Segment Open
//! Class-level events: classes, enums, annotations, properties, methods and signals.

use gdcpp_core::conventions::{READY_METHOD, SETTER_VALUE_NAME, getter_name, setter_name};

use super::{TranspileResult, Transpiler};
use crate::backend::class_data::ClassData;
use crate::backend::class_def::{Annotation, ClassDefinition};
use crate::backend::errors::TranspileError;
use crate::backend::model::{AccessorSpec, ClassDecl, EnumMember, Expr, MethodDef, Param, PropertyDecl, Stmt};

impl Transpiler {
    /// Open a class and make it current.
    #[tracing::instrument(skip_all, fields(class = %decl.name, base = %decl.base, tool = decl.is_tool))]
    pub fn define_class(&mut self, decl: &ClassDecl, data: ClassData) -> TranspileResult {
        self.types.mark_used(&decl.base);
        let class = ClassDefinition::new(&decl.name, &decl.base, data);
        self.classes.insert(decl.name.clone(), class);
        self.current = Some(decl.name.clone());
        Ok(())
    }

    /// Switch the class receiving declarations (after a nested class ends).
    pub fn set_current_class(&mut self, name: &str) -> TranspileResult {
        self.class(name)?;
        self.current = Some(name.to_string());
        Ok(())
    }

    /// Declare an enum in the public section.
    pub fn enum_decl(&mut self, name: &str, members: &[EnumMember]) -> TranspileResult {
        let mut def = Vec::with_capacity(members.len());
        for member in members {
            match &member.value {
                Some(value) => def.push(format!("{} = {}", member.name, self.render_expr(value)?)),
                None => def.push(member.name.clone()),
            }
        }
        let def = def.join(", ");
        self.current_class_mut()?.public().writef(format_args!("\tenum {name} {{{def}}};\n"));
        Ok(())
    }

    /// Record an annotation; it takes effect when the class ends.
    pub fn annotation(&mut self, name: &str, params: &str, member: Option<&str>) -> TranspileResult {
        self.current_class_mut()?.record_annotation(Annotation {
            member: member.map(str::to_string),
            name: name.to_string(),
            params: params.to_string(),
        });
        Ok(())
    }

    /// Declare a member variable in the protected section.
    ///
    /// Deferred initializers wait for `_ready`; static initializers are placed in the source after the class.
    pub fn declare_property(&mut self, prop: &PropertyDecl) -> TranspileResult {
        let class_name = self.current_name()?;
        let ty = self.types.translate_value(prop.ty.as_deref());
        let qualifier = if prop.is_const {
            "const "
        } else if prop.is_static {
            "static "
        } else {
            ""
        };
        let mut decl = format!("\t{qualifier}{ty} {}", prop.name);

        let value = prop.value.as_ref().map(|value| self.render_expr(value)).transpose()?;
        let class = self.class_mut(&class_name)?;
        if let Some(value) = value {
            if prop.is_onready {
                class.push_onready(format!("{} = {value}", prop.name));
            } else if prop.is_static {
                class.push_static(format!("{ty} {class_name}::{} = {value}", prop.name));
            } else {
                decl.push_str(" = ");
                decl.push_str(&value);
            }
        }
        decl.push_str(";\n");
        class.protected().write(&decl);

        if !prop.accessors.is_empty() {
            self.declare_accessors(prop)?;
        }
        Ok(())
    }

    fn declare_accessors(&mut self, prop: &PropertyDecl) -> TranspileResult {
        let member = prop.name.as_str();
        let mut get_defined = false;
        let mut set_defined = false;
        for accessor in &prop.accessors {
            match accessor {
                AccessorSpec::GetterMethod(method) => {
                    get_defined = true;
                    self.current_class_mut()?.set_getter(member, method);
                }
                AccessorSpec::SetterMethod(method) => {
                    set_defined = true;
                    self.current_class_mut()?.set_setter(member, method);
                }
                AccessorSpec::Getter { body } => {
                    get_defined = true;
                    self.define_getter(member, prop.ty.clone(), body)?;
                }
                AccessorSpec::Setter { value_name, body } => {
                    set_defined = true;
                    self.define_setter(member, prop.ty.clone(), value_name, body)?;
                }
            }
        }
        if set_defined && !get_defined {
            self.add_default_getter(member, prop.ty.clone())?;
        }
        if get_defined && !set_defined {
            self.add_default_setter(member, prop.ty.clone())?;
        }
        Ok(())
    }

    fn define_getter(&mut self, member: &str, ty: Option<String>, body: &[Stmt]) -> TranspileResult {
        let name = getter_name(member);
        self.current_class_mut()?.set_getter(member, &name);
        let method = MethodDef { name, return_type: ty, body: body.to_vec(), ..MethodDef::default() };
        self.define_method(&method)
    }

    fn define_setter(&mut self, member: &str, ty: Option<String>, value_name: &str, body: &[Stmt]) -> TranspileResult {
        let name = setter_name(member);
        self.current_class_mut()?.set_setter(member, &name);
        let param = Param { name: value_name.to_string(), ty, default: None };
        let method = MethodDef { name, params: vec![param], body: body.to_vec(), ..MethodDef::default() };
        self.define_method(&method)
    }

    /// `get_<member>()` returning the field.
    pub(super) fn add_default_getter(&mut self, member: &str, ty: Option<String>) -> TranspileResult {
        tracing::debug!(member, "synthesizing getter");
        let body = Stmt::line(Stmt::Return(Some(Expr::prop(member))));
        self.define_getter(member, ty, &body)
    }

    /// `set_<member>(value)` assigning the field.
    pub(super) fn add_default_setter(&mut self, member: &str, ty: Option<String>) -> TranspileResult {
        tracing::debug!(member, "synthesizing setter");
        let value_name = if member == SETTER_VALUE_NAME { "p_value" } else { SETTER_VALUE_NAME };
        let body = Stmt::line(Stmt::Expr(Expr::binary(Expr::prop(member), "=", Expr::prop(value_name))));
        self.define_setter(member, ty, value_name, &body)
    }

    /// Define a method: declaration in the public section, out-of-line body in the source.
    #[tracing::instrument(skip_all, fields(method = %method.name))]
    pub fn define_method(&mut self, method: &MethodDef) -> TranspileResult {
        let class_name = self.current_name()?;
        {
            let class = self.class_mut(&class_name)?;
            class.record_method(&method.name, method.params.iter().map(|p| p.name.clone()).collect());
            class.data.register_method(&method.name, method.return_type.clone());
        }

        let ret = self.types.translate(method.return_type.as_deref());
        let declared = self.param_list(&method.params, true)?;
        let defined = self.param_list(&method.params, false)?;

        let prologue = if method.name == READY_METHOD {
            self.class_mut(&class_name)?.take_onready()
        } else {
            Vec::new()
        };
        let block = self.capture_block(prologue, &method.body, Vec::new())?;

        let static_str = if method.is_static { "static " } else { "" };
        let override_str = if method.is_override { " override" } else { "" };
        self.class_mut(&class_name)?
            .public()
            .writef(format_args!("\t{static_str}{ret} {}({declared}){override_str};\n", method.name));
        self.emit_inline(&format!("{ret} {class_name}::{}({defined})", method.name));
        self.place_block(&block);
        Ok(())
    }

    /// `T a, U b = 1`
    pub(super) fn param_list(&mut self, params: &[Param], with_defaults: bool) -> TranspileResult<String> {
        let mut out = Vec::with_capacity(params.len());
        for param in params {
            let mut text = format!("{} {}", self.types.translate_value(param.ty.as_deref()), param.name);
            if let (true, Some(default)) = (with_defaults, &param.default) {
                text.push_str(" = ");
                text.push_str(&self.render_expr(default)?);
            }
            out.push(text);
        }
        Ok(out.join(", "))
    }

    /// Record a signal and leave a marker comment in the header.
    pub fn define_signal(&mut self, name: &str, params: &[Param]) -> TranspileResult {
        let rendered = self.param_list(params, false)?;
        let class = self.current_class_mut()?;
        class.record_signal(name, params.to_vec());
        class.header_mut().writef(format_args!("\t/* signal {name}({rendered}) */\n"));
        Ok(())
    }

    /// Close a class: `_ready` for leftover deferred initializers, `_bind_methods`, header and static placement.
    #[tracing::instrument(skip_all, fields(class = %name))]
    pub fn end_class(&mut self, name: &str) -> TranspileResult {
        if self.class(name)?.is_finished() {
            tracing::debug!("class already closed");
            return Ok(());
        }
        self.current = Some(name.to_string());

        if self.class(name)?.has_onready() {
            self.define_method(&MethodDef::new(READY_METHOD).override_())?;
        }
        if self.class(name)?.needs_bindings() {
            self.synthesize_bindings(name)?;
        }

        let class = self.class_mut(name)?;
        let statics = class.take_statics();
        let enum_types = class.data.enum_types();
        let header = class.finish();

        self.header.write(&header);
        self.header.write("};\n\n");
        for stmt in statics {
            self.layers.root_mut().writef(format_args!("\n{stmt};\n"));
        }
        for ty in enum_types {
            self.header.writef(format_args!("VARIANT_ENUM_CAST({name}::{ty})\n"));
        }
        Ok(())
    }

    /// Member type recorded by the resolver.
    pub(super) fn member_type(&self, class: &str, member: &str) -> TranspileResult<String> {
        self.class(class)?.data.member_type(member).map(str::to_string).ok_or_else(|| {
            TranspileError::UnknownMember { class: class.to_string(), member: member.to_string() }
        })
    }
}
Segment Closed
EXERCISE PROMPT ->
Output exactly what runs from the line with "class.to_string(), member: member.to_string()" to the final line above, both lines included, and nothing else.

EXERCISE RESULT ->
            TranspileError::UnknownMember { class: class.to_string(), member: member.to_string() }
        })
    }
}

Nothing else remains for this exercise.